# [What the task requires]
Nothing but the lines from the one containing "the protocol host." through the one containing "node id; no", both included, should be given again, each exactly as written below.

# [Extracted records]
________________________________________

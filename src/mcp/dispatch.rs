//! Tool dispatcher: catalog, argument validation, routing and the uniform
//! response envelope.
//!
//! Every call ends in a [`ToolResponse`]. Errors raised anywhere below the
//! dispatcher are converted here, exactly once, into
//! `{status: "error", error}` so nothing escapes to the protocol host.

use std::fmt;
use std::sync::{Arc, Mutex, MutexGuard};

use schemars::JsonSchema;
use serde::de::DeserializeOwned;
use serde::Deserialize;
use serde_json::Value;
use tracing::{debug, error, info, warn};

use crate::config::GraphRagConfig;
use crate::error::{GraphRagError, Result};
use crate::graph::lookup::MovieLookup;
use crate::graph::mutation::{GraphMutation, SaveRequest};
use crate::graph::query::MovieFilter;
use crate::graph::ranking::GraphRanking;
use crate::graph::search::{ContextSearch, MovieSearch};
use crate::graph::store::GraphStore;
use crate::graph::traversal::GraphTraversal;
use crate::mcp::envelope::{self, ToolResponse};
use crate::observability::{redact_secrets, CallMetrics};
use crate::types::{deserialize_loose_id, Properties, RelationSpec};

pub type JsonObject = serde_json::Map<String, Value>;

// ---------------------------------------------------------------------------
// Tool names
// ---------------------------------------------------------------------------

#[derive(Debug, Clone, Copy, PartialEq, Eq, Hash)]
pub enum ToolName {
    SearchGraphContext,
    GetNodeRelationships,
    SaveGraphContext,
    SearchMovies,
    GetUserPreferences,
    RecommendMovies,
    GetMovieDetails,
    QueryGraph,
}
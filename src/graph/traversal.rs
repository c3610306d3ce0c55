//! One-hop neighbourhood expansion.

use tracing::debug;

use crate::db::converters::row_to_relationship;
use crate::error::Result;
use crate::graph::query;
use crate::graph::store::GraphStore;
use crate::types::{NodeId, Relationship};

pub struct GraphTraversal<'a> {
    store: &'a GraphStore,
}

impl<'a> GraphTraversal<'a> {
    pub fn new(store: &'a GraphStore) -> Self {
        Self { store }
    }

    /// Up to `limit` edges touching `node_id` in either direction, each
    /// with the node on the other end. Ids that do not parse or do not
    /// exist yield an empty list.
    pub fn neighborhood(&self, node_id: &str, limit: usize) -> Result<Vec<Relationship>> {
        let Some(id) = NodeId::parse(node_id) else {
            debug!(node_id, "unparseable node id; no relationships");
            return Ok(Vec::new());
        };
        let statement = query::neighborhood(id, limit);
        self.store.query(&statement, row_to_relationship)
    }
}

________________________________________

# [Response for this exercise]
//! `{status: "error", error}` so nothing escapes to the protocol host.

use std::fmt;
use std::sync::{Arc, Mutex, MutexGuard};

use schemars::JsonSchema;
use serde::de::DeserializeOwned;
use serde::Deserialize;
use serde_json::Value;
use tracing::{debug, error, info, warn};

use crate::config::GraphRagConfig;
use crate::error::{GraphRagError, Result};
use crate::graph::lookup::MovieLookup;
use crate::graph::mutation::{GraphMutation, SaveRequest};
use crate::graph::query::MovieFilter;
use crate::graph::ranking::GraphRanking;
use crate::graph::search::{ContextSearch, MovieSearch};
use crate::graph::store::GraphStore;
use crate::graph::traversal::GraphTraversal;
use crate::mcp::envelope::{self, ToolResponse};
use crate::observability::{redact_secrets, CallMetrics};
use crate::types::{deserialize_loose_id, Properties, RelationSpec};

pub type JsonObject = serde_json::Map<String, Value>;

// ---------------------------------------------------------------------------
// Tool names
// ---------------------------------------------------------------------------

#[derive(Debug, Clone, Copy, PartialEq, Eq, Hash)]
pub enum ToolName {
    SearchGraphContext,
    GetNodeRelationships,
    SaveGraphContext,
    SearchMovies,
    GetUserPreferences,
    RecommendMovies,
    GetMovieDetails,
    QueryGraph,
}
filename src/graph/traversal.rs
repository c3610306d3ce0c55
//! One-hop neighbourhood expansion.

use tracing::debug;

use crate::db::converters::row_to_relationship;
use crate::error::Result;
use crate::graph::query;
use crate::graph::store::GraphStore;
use crate::types::{NodeId, Relationship};

pub struct GraphTraversal<'a> {
    store: &'a GraphStore,
}

impl<'a> GraphTraversal<'a> {
    pub fn new(store: &'a GraphStore) -> Self {
        Self { store }
    }

    /// Up to `limit` edges touching `node_id` in either direction, each
    /// with the node on the other end. Ids that do not parse or do not
    /// exist yield an empty list.
    pub fn neighborhood(&self, node_id: &str, limit: usize) -> Result<Vec<Relationship>> {
        let Some(id) = NodeId::parse(node_id) else {
            debug!(node_id, "unparseable node id; no relationships");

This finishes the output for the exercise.